**TASK PROMPT:** A complete, exact copy of the records below is the required result.

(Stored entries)
● ● ● ●

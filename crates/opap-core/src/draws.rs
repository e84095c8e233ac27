//! Draw lookups against the `DrawsRestServices` endpoint
//!
//! Each operation builds an endpoint-relative path, performs exactly one GET
//! through [`OpapClient`] and unwraps the JSON envelope the service wraps
//! its results in.

use serde::de::DeserializeOwned;
use serde::Deserialize;

use crate::client::{ClientConfig, OpapClient, Response, DEFAULT_DRAWS_ENDPOINT};
use crate::error::Result;
use crate::types::{null_as_default, Draw, Game, PropoDraw, PropoGame};

// Missing and `null` fields both decode to their default, so "no data"
// comes back as a zero draw or an empty list.

/// `{"draw": {...}}`, returned by latest and by-number lookups
#[derive(Deserialize)]
#[serde(bound = "D: DeserializeOwned + Default")]
struct SingleDraw<D> {
    #[serde(default, deserialize_with = "null_as_default")]
    draw: D,
}

/// `{"draws": {"draw": [...]}}`, returned by by-date lookups
#[derive(Deserialize)]
#[serde(bound = "D: DeserializeOwned")]
struct DrawsByDate<D> {
    #[serde(default, deserialize_with = "null_as_default")]
    draws: DrawList<D>,
}

#[derive(Deserialize)]
#[serde(bound = "D: DeserializeOwned")]
struct DrawList<D> {
    #[serde(default, deserialize_with = "null_as_default")]
    draw: Vec<D>,
}

impl<D> Default for DrawList<D> {
    fn default() -> Self {
        Self { draw: Vec::new() }
    }
}

/// Client for the draws endpoint
///
/// # Example
/// ```no_run
/// use opap_core::{DrawsService, Game};
///
/// #[tokio::main]
/// async fn main() -> Result<(), Box<dyn std::error::Error>> {
///     let draws = DrawsService::new()?;
///
///     let (draw, _) = draws.latest(Game::Joker).await?;
///     println!("Draw {} at {}: {:?}", draw.draw_no, draw.draw_time, draw.results);
///
///     Ok(())
/// }
/// ```
#[derive(Debug, Clone)]
pub struct DrawsService {
    client: OpapClient,
    /// Path segment prefixing every lookup (default: `DrawsRestServices`)
    pub endpoint: String,
}

impl DrawsService {
    /// Create a service with a default client.
    ///
    /// # Errors
    /// Returns an error if the HTTP client cannot be created.
    pub fn new() -> Result<Self> {
        Ok(Self::with_client(OpapClient::new(None)?))
    }

    /// Create a service from a configuration, including its endpoint prefix.
    ///
    /// # Arguments
    /// * `config` - Client configuration
    ///
    /// # Errors
    /// Returns an error if the HTTP client cannot be created or the base URL
    /// is invalid.
    pub fn with_config(config: &ClientConfig) -> Result<Self> {
        Ok(Self {
            client: OpapClient::with_config(config)?,
            endpoint: config.draws_endpoint.clone(),
        })
    }

    /// Create a service around a pre-configured client.
    ///
    /// Useful for tests or for pointing at a different base URL.
    ///
    /// # Arguments
    /// * `client` - Pre-configured OpapClient instance
    pub fn with_client(client: OpapClient) -> Self {
        Self {
            client,
            endpoint: DEFAULT_DRAWS_ENDPOINT.to_string(),
        }
    }

    /// The underlying client, for raw requests.
    pub fn client(&self) -> &OpapClient {
        &self.client
    }

    /// Latest draw of a game.
    ///
    /// Requests `{endpoint}/{game}/last.json`. An empty envelope yields
    /// `Draw::default()`, not an error.
    ///
    /// # Errors
    /// Any error of [`OpapClient::get`], unchanged.
    pub async fn latest(&self, game: Game) -> Result<(Draw, Response)> {
        self.single(&self.last_path(game.as_str())).await
    }

    /// Draw of a game by its sequence number.
    ///
    /// Requests `{endpoint}/{game}/{number}.json`.
    ///
    /// # Arguments
    /// * `game` - Game to look up
    /// * `number` - Draw sequence number
    ///
    /// # Errors
    /// Any error of [`OpapClient::get`], unchanged.
    pub async fn by_number(&self, game: Game, number: u64) -> Result<(Draw, Response)> {
        self.single(&self.number_path(game.as_str(), number)).await
    }

    /// Draws of a game held on a date.
    ///
    /// Requests `{endpoint}/{game}/drawDate/{day}-{month}-{year}.json`. The
    /// numbers are rendered without zero padding, so day 5 becomes `5`.
    /// A date may have zero, one or several draws.
    ///
    /// # Arguments
    /// * `game` - Game to look up
    /// * `day` - Day of month
    /// * `month` - Month (1-based)
    /// * `year` - Four-digit year
    ///
    /// # Errors
    /// Any error of [`OpapClient::get`], unchanged.
    pub async fn by_date(
        &self,
        game: Game,
        day: u32,
        month: u32,
        year: u32,
    ) -> Result<(Vec<Draw>, Response)> {
        self.many(&self.date_path(game.as_str(), day, month, year))
            .await
    }

    /// Latest draw of a Propo game.
    ///
    /// # Errors
    /// Any error of [`OpapClient::get`], unchanged.
    pub async fn propo_latest(&self, game: PropoGame) -> Result<(PropoDraw, Response)> {
        self.single(&self.last_path(game.as_str())).await
    }

    /// Draw of a Propo game by its sequence number.
    ///
    /// # Errors
    /// Any error of [`OpapClient::get`], unchanged.
    pub async fn propo_by_number(
        &self,
        game: PropoGame,
        number: u64,
    ) -> Result<(PropoDraw, Response)> {
        self.single(&self.number_path(game.as_str(), number)).await
    }

    /// Draws of a Propo game held on a date. Same date rendering as
    /// [`by_date`](Self::by_date).
    ///
    /// # Errors
    /// Any error of [`OpapClient::get`], unchanged.
    pub async fn propo_by_date(
        &self,
        game: PropoGame,
        day: u32,
        month: u32,
        year: u32,
    ) -> Result<(Vec<PropoDraw>, Response)> {
        self.many(&self.date_path(game.as_str(), day, month, year))
            .await
    }

    async fn single<D>(&self, path: &str) -> Result<(D, Response)>
    where
        D: DeserializeOwned + Default,
    {
        let (envelope, response): (SingleDraw<D>, _) = self.client.get(path).await?;
        Ok((envelope.draw, response))
    }

    async fn many<D>(&self, path: &str) -> Result<(Vec<D>, Response)>
    where
        D: DeserializeOwned,
    {
        let (envelope, response): (DrawsByDate<D>, _) = self.client.get(path).await?;
        Ok((envelope.draws.draw, response))
    }

    fn last_path(&self, game: &str) -> String {
        format!("{}/{}/last.json", self.endpoint, game)
    }

    fn number_path(&self, game: &str, number: u64) -> String {
        format!("{}/{}/{}.json", self.endpoint, game, number)
    }

    fn date_path(&self, game: &str, day: u32, month: u32, year: u32) -> String {
        format!(
            "{}/{}/drawDate/{}-{}-{}.json",
            self.endpoint, game, day, month, year
        )
    }
}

● ● ● ●

**WRITTEN REPLY:**
filename crates/opap-core/src/draws.rs
repository e84095c8e233ac27
//! Draw lookups against the `DrawsRestServices` endpoint
//!
//! Each operation builds an endpoint-relative path, performs exactly one GET
//! through [`OpapClient`] and unwraps the JSON envelope the service wraps
//! its results in.

use serde::de::DeserializeOwned;
use serde::Deserialize;

use crate::client::{ClientConfig, OpapClient, Response, DEFAULT_DRAWS_ENDPOINT};
use crate::error::Result;
use crate::types::{null_as_default, Draw, Game, PropoDraw, PropoGame};

// Missing and `null` fields both decode to their default, so "no data"
// comes back as a zero draw or an empty list.

/// `{"draw": {...}}`, returned by latest and by-number lookups
#[derive(Deserialize)]
#[serde(bound = "D: DeserializeOwned + Default")]
struct SingleDraw<D> {
    #[serde(default, deserialize_with = "null_as_default")]
    draw: D,
}

/// `{"draws": {"draw": [...]}}`, returned by by-date lookups
#[derive(Deserialize)]
#[serde(bound = "D: DeserializeOwned")]
struct DrawsByDate<D> {
    #[serde(default, deserialize_with = "null_as_default")]
    draws: DrawList<D>,
}

#[derive(Deserialize)]
#[serde(bound = "D: DeserializeOwned")]
struct DrawList<D> {
    #[serde(default, deserialize_with = "null_as_default")]
    draw: Vec<D>,
}

impl<D> Default for DrawList<D> {
    fn default() -> Self {
        Self { draw: Vec::new() }
    }
}

/// Client for the draws endpoint
///
/// # Example
/// ```no_run
/// use opap_core::{DrawsService, Game};
///
/// #[tokio::main]
/// async fn main() -> Result<(), Box<dyn std::error::Error>> {
///     let draws = DrawsService::new()?;
///
///     let (draw, _) = draws.latest(Game::Joker).await?;
///     println!("Draw {} at {}: {:?}", draw.draw_no, draw.draw_time, draw.results);
///
///     Ok(())
/// }
/// ```
#[derive(Debug, Clone)]
pub struct DrawsService {
    client: OpapClient,
    /// Path segment prefixing every lookup (default: `DrawsRestServices`)
    pub endpoint: String,
}

impl DrawsService {
    /// Create a service with a default client.
    ///
    /// # Errors
    /// Returns an error if the HTTP client cannot be created.
    pub fn new() -> Result<Self> {
        Ok(Self::with_client(OpapClient::new(None)?))
    }

    /// Create a service from a configuration, including its endpoint prefix.
    ///
    /// # Arguments
    /// * `config` - Client configuration
    ///
    /// # Errors
    /// Returns an error if the HTTP client cannot be created or the base URL
    /// is invalid.
    pub fn with_config(config: &ClientConfig) -> Result<Self> {
        Ok(Self {
            client: OpapClient::with_config(config)?,
            endpoint: config.draws_endpoint.clone(),
        })
    }

    /// Create a service around a pre-configured client.
    ///
    /// Useful for tests or for pointing at a different base URL.
    ///
    /// # Arguments
    /// * `client` - Pre-configured OpapClient instance
    pub fn with_client(client: OpapClient) -> Self {
        Self {
            client,
            endpoint: DEFAULT_DRAWS_ENDPOINT.to_string(),
        }
    }

    /// The underlying client, for raw requests.
    pub fn client(&self) -> &OpapClient {
        &self.client
    }

    /// Latest draw of a game.
    ///
    /// Requests `{endpoint}/{game}/last.json`. An empty envelope yields
    /// `Draw::default()`, not an error.
    ///
    /// # Errors
    /// Any error of [`OpapClient::get`], unchanged.
    pub async fn latest(&self, game: Game) -> Result<(Draw, Response)> {
        self.single(&self.last_path(game.as_str())).await
    }

    /// Draw of a game by its sequence number.
    ///
    /// Requests `{endpoint}/{game}/{number}.json`.
    ///
    /// # Arguments
    /// * `game` - Game to look up
    /// * `number` - Draw sequence number
    ///
    /// # Errors
    /// Any error of [`OpapClient::get`], unchanged.
    pub async fn by_number(&self, game: Game, number: u64) -> Result<(Draw, Response)> {
        self.single(&self.number_path(game.as_str(), number)).await
    }

    /// Draws of a game held on a date.
    ///
    /// Requests `{endpoint}/{game}/drawDate/{day}-{month}-{year}.json`. The
    /// numbers are rendered without zero padding, so day 5 becomes `5`.
    /// A date may have zero, one or several draws.
    ///
    /// # Arguments
    /// * `game` - Game to look up
    /// * `day` - Day of month
    /// * `month` - Month (1-based)
    /// * `year` - Four-digit year
    ///
    /// # Errors
    /// Any error of [`OpapClient::get`], unchanged.
    pub async fn by_date(
        &self,
        game: Game,
        day: u32,
        month: u32,
        year: u32,
    ) -> Result<(Vec<Draw>, Response)> {
        self.many(&self.date_path(game.as_str(), day, month, year))
            .await
    }

    /// Latest draw of a Propo game.
    ///
    /// # Errors
    /// Any error of [`OpapClient::get`], unchanged.
    pub async fn propo_latest(&self, game: PropoGame) -> Result<(PropoDraw, Response)> {
        self.single(&self.last_path(game.as_str())).await
    }

    /// Draw of a Propo game by its sequence number.
    ///
    /// # Errors
    /// Any error of [`OpapClient::get`], unchanged.
    pub async fn propo_by_number(
        &self,
        game: PropoGame,
        number: u64,
    ) -> Result<(PropoDraw, Response)> {
        self.single(&self.number_path(game.as_str(), number)).await
    }

    /// Draws of a Propo game held on a date. Same date rendering as
    /// [`by_date`](Self::by_date).
    ///
    /// # Errors
    /// Any error of [`OpapClient::get`], unchanged.
    pub async fn propo_by_date(
        &self,
        game: PropoGame,
        day: u32,
        month: u32,
        year: u32,
    ) -> Result<(Vec<PropoDraw>, Response)> {
        self.many(&self.date_path(game.as_str(), day, month, year))
            .await
    }

    async fn single<D>(&self, path: &str) -> Result<(D, Response)>
    where
        D: DeserializeOwned + Default,
    {
        let (envelope, response): (SingleDraw<D>, _) = self.client.get(path).await?;
        Ok((envelope.draw, response))
    }

    async fn many<D>(&self, path: &str) -> Result<(Vec<D>, Response)>
    where
        D: DeserializeOwned,
    {
        let (envelope, response): (DrawsByDate<D>, _) = self.client.get(path).await?;
        Ok((envelope.draws.draw, response))
    }

    fn last_path(&self, game: &str) -> String {
        format!("{}/{}/last.json", self.endpoint, game)
    }

    fn number_path(&self, game: &str, number: u64) -> String {
        format!("{}/{}/{}.json", self.endpoint, game, number)
    }

    fn date_path(&self, game: &str, day: u32, month: u32, year: u32) -> String {
        format!(
            "{}/{}/drawDate/{}-{}-{}.json",
            self.endpoint, game, day, month, year
        )
    }
}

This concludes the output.